Reference 3F(iltered) Admixture

I removed all American populations and San and Pygmy (i.e., South and Central African) from Reference 3 for a better focus on our target populations.

Here are the admixture results. You can choose the number of ancestral components, K, from the dropdown below.

K=13, 14, 15 (in that order) have the lowest cross-validation error.

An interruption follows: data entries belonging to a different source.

use thiserror::Error;

/// Settings could not be resolved; the process cannot start.
#[derive(Error, Debug)]
pub enum ConfigError {
    #[error("Missing required setting: {key}")]
    Missing { key: String },

    #[error("Invalid value for {key}: {reason}")]
    Invalid { key: String, reason: String },

    #[error("Failed to read configuration: {0}")]
    Source(#[from] config::ConfigError),
}

impl ConfigError {
    pub(crate) fn invalid(key: &str, reason: impl Into<String>) -> Self {
        Self::Invalid {
            key: key.to_string(),
            reason: reason.into(),
        }
    }
}

/// A user query was rejected before reaching the pipeline.
#[derive(Error, Debug, Clone, PartialEq, Eq)]
pub enum QueryError {
    #[error("Query is empty")]
    Empty,
}

/// A prompt template is malformed.
#[derive(Error, Debug, Clone, PartialEq, Eq)]
pub enum PromptError {
    #[error("Template is missing the {{{slot}}} slot")]
    MissingSlot { slot: &'static str },

    #[error("Template uses the {{{slot}}} slot more than once")]
    DuplicateSlot { slot: &'static str },
}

There's a bunch of interesting results in there. For example, the split into northern and southern European, and the split of Siberian into Siberian and Russian Far East (or Bering Strait). However, the Onge component as a proxy of the ASI does not appear. Also, we don't get much breakdown of the South Asian populations as we would like.


  1. win some. lose some.

  2. Zack, did you remove the European-like Siberian samples in your references before your first reference 3 genetic analysis, or do they still remain in your references? David of Eurogenes apparently detected some of them in his studies:

    • I know about them but haven't excluded them because it doesn't affect my analysis. I am not doing any regional analysis on them. In my datasets, both Siberians and Russians have been included so those samples would just cluster with Russians or other Europeans.

  3. There is a huge difference in terms of African ancestry between the Siddi samples and the Makrani samples. It seems it will be harder to classify Makranis as a branch of Siddis. Or, Siddis may have great variability in the quantity of African ancestry, and the Siddi samples used in Reich et al. (just 4 samples) may just be from a high-level African ancestry segment of the general Siddi population. I wonder from which part of South Asia those 4 Siddis are.

    • The Reich et al Siddis are from Karnataka. So they are likely not related to Makranis at all.

      There is not a lot of variation in their Admixture results.

    • Just to clarify, Makranis are southern Baloch with some African admixture. The amount of admixture varies, however it is similar to that found in other communities in Oman and on both sides of the Persian gulf.

      The term 'Makrani' is sometimes used interchangeably with 'Sheedi, in Karachi/Pakistan which leads to the confusion, however this is incorrect. Sheedis are a distinct community of African descent with relatively little South Asian admixture (at least in Pakistan).

  4. There is not a lot of variation in their Admixture results.

    By variation I referred to the variation in the general Siddi population wherever from South Asia they are.

    • The general Siddi population, I mean Siddis as a whole, might still have great variability in the quantity of their African ancestry. 4 Siddis all of whom are from Karnataka aren't enough to evaluate the quantity of African ancestry in Siddis as a whole.

  5. Additionally how would the Admixture run behave without Andaman Islanders/Onge, Austo-Melanesians and Kalash. Don't these populations generate a lot of noise in relation to South Asians?

    • I am going to do some runs without those populations to see what happens. I am reluctant to exclude them because I feel they are related to South Asians.

      • I think they are too, but It looks to like real ANI is being fractured between Kalash and Baloch-cau simply because the Kalash have been isolated and have some degree of genetic uniqueness. Likewise ASI is being fractured between Onge, South Asian(high enough K) and Papuan. In such a run I would would look for a k where the correlation between SA and ASI is maximized.

        • The correlation method works but it is crude. Other than the Ref3 K=11 run where the Onge component captured most of the ASI, the correlation between South Asian component and ASI is high for most of my admixture runs. The problem I see with the correlation data is that we are relying on only 18 populations on the Indian cline from Reich et al. These are the groups where a two-way ANI + ASI admixture makes sense. Extrapolating the results from admixture to other groups who have significant admixture from elsewhere can cause problems and lead to wrong estimates of ASI.

          For example, in the Ref3 K=11 run, I think I am overestimating ASI among the Austroasiatic groups who have large amounts of southeast Asian admixture.

          I am looking into how to solve that problem.

  6. Zack, what is the difference between the Kalash and Balochistan/Caucasus at the highest level of K? I thought the Kalash component at the lower levels of K consequently becomes Baloch/Cauc at higher levels of K and the Kalash %ages become rather residual.

    • Yeah the Kalash component at K>=11 is acting weird. It keeps some of the Caucasian/West Asian elements. Another reason to not be happy with this set of runs.

  7. "However, the Onge component as a proxy of the ASI does not appear"

    "South Asian" becomes a good proxy for ASI when k>=11, fit a regression and see. Before the emergence of the Kalash component at k = 11, the "South Asian" component is more of less composite.

  8. Even in Ref 3 k = 12 "South Asian" is a proxy for ASI. However at that time "Onge" irregularly fractures off "South Asian" and the SSE of ASI vs South Asian increase by little but not a lot.